Name recognition, money and glitz – yeah, that pretty much covers all the bases to qualify for president.

The problem is that Americans, while they may be willing to elect a Democrat, even a woman, to the White House, still won’t accept a “liberal.” That means the eventual winner will have to stand as a conservative.

David Gergen presented a telling example of this when he appeared on Charlie Rose’s show a couple of months back. Gergen, who is now at the Kennedy School at Harvard, served four presidents, beginning with Richard Nixon. He noted that a Nixon, who took some initiatives to aid the poor and minorities, could not even hope to get elected today because he would be viewed as too liberal. Nixon, a liberal? Yes, that’s how far to the right the political centre has shifted in the US.

Hillary may lead the push for universal medicare but that path has already been paved by Massacheusetts and California so she would have a much easier time of it than she encountered when her husband was president.

Still, Hillary will have to focus on “guy issues” lest she be seen as soft or a leftie. She will, in effect, be running against George W. Bush. On major questions such as global warming, the environment and the Third World, Clinton won’t lead, she’ll follow the polls and American self-interest.

Unfortunately the world doesn’t have the time for a president who is focused on going back to refight the wars that George Bush screwed up. What’s needed isn’t a “better” but backward vision but a fresh, forward vision that clearly sees the issues that will need to be addressed in the coming generation. I don’t think Hillary Clinton is up to that job, she’s not what the world needs now.


Good news for some, bad news for others. It’s bad news for European ski resorts, good news for Canadian ski resorts like Whistler. Good news for wealthy European skiers, bad news for ordinary Canadians.

Europe’s alpine ski resorts are in danger of running out of snow. That’s the conclusion of a report by the Organization of Economic Co-operation and Development (OECD). Global warming will put an end to all but the highest of European ski resorts.

On the other hand, North America’s top resorts in the western mountains are doing just fine – for snow, that is. That’s already caused ads for places like Whistler to appear in newspapers in Europe. The message? Want to ski? Head to Canada and don’t forget to bring your wallet. Locals who once skied places like Whistler are going to find packed slopes and higher prices brought by increased demand.

“Shardul Agrawala, author of ‘Climate Change in the European Alps’, said the report shows the impact of global warming is already very real. ‘There tends to be a view that climate change is decades away and that it will affect faraway places. But if you look at the Alps, whose recent warming has advanced at three times the average world rate, you can tell it is happening already.'”


BP, British Petroleum, is about to take another hit to its reputation.

The US Chemical Safety Board’s report into a March, 2005 refinery explosion at BP’s Texas City refinery that claimed 15 lives, accuses BP of complacency and disregard for inherent danger.
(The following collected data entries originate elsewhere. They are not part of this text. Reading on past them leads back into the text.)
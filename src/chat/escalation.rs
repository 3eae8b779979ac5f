//! Escalation workflow: turn an agent reply into a tracked ticket.
//!
//! ```text
//! Idle ──open──▶ FormOpen ──submit──▶ Submitting ──▶ Resolved | Failed
//!                   │ ▲                    │
//!                cancel└── open (other msg) └── timeout ──▶ Idle
//! ```
//!
//! `Resolved` and `Failed` behave like `Idle`: no message is "in form".

use chrono::{DateTime, Utc};

use super::event::RequestId;
use super::message::{truncate_chars, Message, MessageId};
use super::notification::Notification;
use super::timeline::NETWORK_ERROR_MESSAGE;
use crate::agent::{normalize_escalation, AgentError, InvokeResult};
use crate::data::{Ticket, TicketPriority};

/// Shown when an escalation reply reports failure without a message.
pub const ESCALATION_FAILURE_FALLBACK: &str = "Escalation failed. Please try again.";

/// Details collected by the escalation form.
#[derive(Debug, Clone, PartialEq, Eq)]
pub struct EscalationRequest {
    pub original_question: String,
    pub subject: String,
    pub priority: TicketPriority,
    pub reporter_name: String,
    pub notes: String,
}

impl EscalationRequest {
    /// The message sent to the backend for this escalation.
    pub fn directive(&self) -> String {
        let notes = if self.notes.trim().is_empty() {
            "None"
        } else {
            self.notes.as_str()
        };
        format!(
            "ESCALATE: Please create a support ticket and send notification email. \
             User Name: {}. Priority: {}. Subject: {}. Additional Notes: {}. Original question: {}",
            self.reporter_name, self.priority, self.subject, notes, self.original_question
        )
    }

    fn is_complete(&self) -> bool {
        !self.subject.trim().is_empty() && !self.reporter_name.trim().is_empty()
    }

    fn trimmed(&self) -> Self {
        Self {
            original_question: self.original_question.clone(),
            subject: self.subject.trim().to_string(),
            priority: self.priority,
            reporter_name: self.reporter_name.trim().to_string(),
            notes: self.notes.trim().to_string(),
        }
    }
}

/// Editable form field, for line-oriented front ends.
#[derive(Debug, Clone, Copy, PartialEq, Eq)]
pub enum FormField {
    Subject,
    Name,
    Priority,
    Notes,
}

impl FormField {
    pub fn parse(s: &str) -> Option<Self> {
        match s.trim().to_lowercase().as_str() {
            "subject" => Some(FormField::Subject),
            "name" => Some(FormField::Name),
            "priority" => Some(FormField::Priority),
            "notes" => Some(FormField::Notes),
            _ => None,
        }
    }
}

#[derive(Debug, Clone, PartialEq, Eq, Default)]
pub enum EscalationState {
    #[default]
    Idle,
    FormOpen {
        message_id: MessageId,
        draft: EscalationRequest,
    },
    Submitting {
        message_id: MessageId,
        request_id: RequestId,
    },
    Resolved {
        ticket_id: String,
    },
    Failed,
}

impl EscalationState {
    /// No form is open and nothing is being submitted.
    pub fn is_idle(&self) -> bool {
        matches!(
            self,
            EscalationState::Idle | EscalationState::Resolved { .. } | EscalationState::Failed
        )
    }
}

/// Everything a finished escalation writes back.
#[derive(Debug)]
pub struct EscalationOutcome {
    pub message: Message,
    pub ticket: Option<Ticket>,
    pub notification: Notification,
}

#[derive(Debug, Default)]
pub struct EscalationWorkflow {
    state: EscalationState,
}

impl EscalationWorkflow {
    pub fn new() -> Self {
        Self::default()
    }

    pub fn state(&self) -> &EscalationState {
        &self.state
    }

    pub fn is_submitting(&self) -> bool {
        matches!(self.state, EscalationState::Submitting { .. })
    }

    /// The message the form is open on or being submitted for.
    pub fn target(&self) -> Option<MessageId> {
        match &self.state {
            EscalationState::FormOpen { message_id, .. }
            | EscalationState::Submitting { message_id, .. } => Some(*message_id),
            _ => None,
        }
    }

    pub fn form(&self) -> Option<&EscalationRequest> {
        match &self.state {
            EscalationState::FormOpen { draft, .. } => Some(draft),
            _ => None,
        }
    }

    pub fn form_mut(&mut self) -> Option<&mut EscalationRequest> {
        match &mut self.state {
            EscalationState::FormOpen { draft, .. } => Some(draft),
            _ => None,
        }
    }

    /// Open the form on `message`, closing any other open form.
    ///
    /// Refused for messages that cannot be escalated and while a submission
    /// is outstanding.
    pub fn open(
        &mut self,
        message: &Message,
        original_question: &str,
        default_name: Option<&str>,
        subject_max_chars: usize,
    ) -> bool {
        if !message.can_escalate() || self.is_submitting() {
            return false;
        }
        let draft = EscalationRequest {
            original_question: original_question.to_string(),
            subject: truncate_chars(&message.content, subject_max_chars),
            priority: TicketPriority::Medium,
            reporter_name: default_name.unwrap_or_default().to_string(),
            notes: String::new(),
        };
        tracing::debug!(message_id = %message.id, "Escalation form opened");
        self.state = EscalationState::FormOpen {
            message_id: message.id,
            draft,
        };
        true
    }

    /// Update one field of the open form.
    pub fn set_field(&mut self, field: FormField, value: &str) -> bool {
        let Some(draft) = self.form_mut() else {
            return false;
        };
        match field {
            FormField::Subject => draft.subject = value.to_string(),
            FormField::Name => draft.reporter_name = value.to_string(),
            FormField::Priority => draft.priority = TicketPriority::parse(value),
            FormField::Notes => draft.notes = value.to_string(),
        }
        true
    }

    pub fn cancel(&mut self) {
        if matches!(self.state, EscalationState::FormOpen { .. }) {
            self.state = EscalationState::Idle;
        }
    }

    /// Validate the open form and move to `Submitting`.
    ///
    /// Returns the request to send, or `None` if no form is open or a
    /// mandatory field (subject, reporter name) is blank.
    pub fn submit(&mut self, request_id: RequestId) -> Option<EscalationRequest> {
        let EscalationState::FormOpen { message_id, draft } = &self.state else {
            return None;
        };
        if !draft.is_complete() {
            tracing::debug!("Escalation form incomplete, not submitting");
            return None;
        }
        let message_id = *message_id;
        let request = draft.trimmed();
        tracing::info!(
            request_id = %request_id,
            priority = %request.priority,
            "Submitting escalation"
        );
        self.state = EscalationState::Submitting {
            message_id,
            request_id,
        };
        Some(request)
    }

    /// Reconcile a finished escalation call.
    ///
    /// The outcome is built even if the workflow has moved on (timeout); the
    /// state only changes when `request_id` is still the one submitting.
    pub fn complete(
        &mut self,
        request_id: RequestId,
        request: &EscalationRequest,
        outcome: Result<InvokeResult, AgentError>,
        now: DateTime<Utc>,
    ) -> EscalationOutcome {
        let (result, next_state) = match outcome {
            Ok(envelope) if envelope.success => {
                let normalized =
                    normalize_escalation(envelope.response.as_ref(), &request.subject, || {
                        synthesize_ticket_id(now)
                    });
                let ticket_id = normalized.ticket_id.clone().unwrap_or_default();
                let subject = normalized
                    .ticket_subject
                    .clone()
                    .unwrap_or_else(|| request.subject.clone());
                let notification = Notification::ticket_created(&ticket_id, normalized.email_sent);
                let ticket = Ticket::open(
                    ticket_id.clone(),
                    subject,
                    request.priority,
                    request.original_question.clone(),
                    Some(request.reporter_name.clone()),
                );
                tracing::info!(request_id = %request_id, ticket_id = %ticket_id, "Escalation resolved");
                (
                    EscalationOutcome {
                        message: Message::agent(normalized),
                        ticket: Some(ticket),
                        notification,
                    },
                    EscalationState::Resolved { ticket_id },
                )
            }
            Ok(envelope) => {
                let explanation = envelope
                    .response_message()
                    .unwrap_or(ESCALATION_FAILURE_FALLBACK)
                    .to_string();
                tracing::warn!(request_id = %request_id, error = %explanation, "Escalation reported failure");
                (
                    EscalationOutcome {
                        message: Message::error(explanation),
                        ticket: None,
                        notification: Notification::error("Failed to escalate. Please try again."),
                    },
                    EscalationState::Failed,
                )
            }
            Err(e) => {
                tracing::warn!(request_id = %request_id, error = %e, "Escalation call failed");
                (
                    EscalationOutcome {
                        message: Message::error(NETWORK_ERROR_MESSAGE),
                        ticket: None,
                        notification: Notification::error(
                            "Network error during escalation. Please try again.",
                        ),
                    },
                    EscalationState::Failed,
                )
            }
        };

        if self.is_submitting_request(request_id) {
            self.state = next_state;
        }
        result
    }

    /// Return to `Idle` if `request_id` is still submitting.
    pub fn expire(&mut self, request_id: RequestId) -> bool {
        if !self.is_submitting_request(request_id) {
            return false;
        }
        tracing::warn!(request_id = %request_id, "Escalation timed out");
        self.state = EscalationState::Idle;
        true
    }

    /// Drop any in-progress submission. An open form is left alone.
    pub fn force_reset(&mut self) -> Option<RequestId> {
        match self.state {
            EscalationState::Submitting { request_id, .. } => {
                self.state = EscalationState::Idle;
                Some(request_id)
            }
            _ => None,
        }
    }

    fn is_submitting_request(&self, id: RequestId) -> bool {
        matches!(self.state, EscalationState::Submitting { request_id, .. } if request_id == id)
    }
}

/// Client-side ticket reference for replies that carry none.
pub fn synthesize_ticket_id(now: DateTime<Utc>) -> String {
    format!("TKT-{:06}", now.timestamp_millis().rem_euclid(1_000_000))
}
CSB chairman, Carolyn Merritt, told The Observer that, “…the impact of cost-sutting on safety would be central in the CSB report,” and maintains there is a causal connection between relaxed maintenance and the explosion.

BP’s response demonstrates PR spin at its finest. A BP spokesman said the company invested heavily in maintenance. BP’s spending on its five US refineries increased on average by 10 per cent a year from 2000 to 2005. Wow, 10 per cent a year for five consecutive years. That’s a pretty big increase in the maintenance budget. Isn’t it?

Well, maybe it wasn’t that great. “…CSB officials point to a history of cost-cutting at Texas City: from 1992 to 1998 maintenance spending fell by 41 per cent. When the figures are extended to the eight years between 1992 and 2000 the fall was 84 per cent. They add that reports commissioned by BP said clearly that funding was inadequate, but attempts to increase spending were not effective.”

Kind of puts a different spin on it when you hear both sides, doesn’t it?